**What needs to be done:** Scan the records for "info" and copy each line that contains it.

--*--

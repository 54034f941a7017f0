//! Restarts the device after changes.

use crate::error::{SyncError, SyncResult};
use crate::transport::{DeviceClient, DeviceTransport, Method};
use ccpeed_sync_protocol::RESTART_RESOURCE;
use tracing::{debug, info};

/// Asks the device to restart if `changes` is non-zero.
///
/// Returns whether a restart was requested. A failed restart leaves the
/// uploaded files in place.
pub fn maybe_reboot<C: DeviceClient>(
    transport: &DeviceTransport<C>,
    changes: u32,
) -> SyncResult<bool> {
    if changes == 0 {
        debug!("device up to date, not restarting");
        return Ok(false);
    }

    info!(device = %transport.address(), changes, "restarting device");
    transport
        .request(RESTART_RESOURCE, Method::WriteCreate, Vec::new())
        .map_err(|source| SyncError::RebootFailed {
            changes,
            source: Box::new(source),
        })?;
    Ok(true)
}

--*--

**Solved exercise:**
use tracing::{debug, info};
    info!(device = %transport.address(), changes, "restarting device");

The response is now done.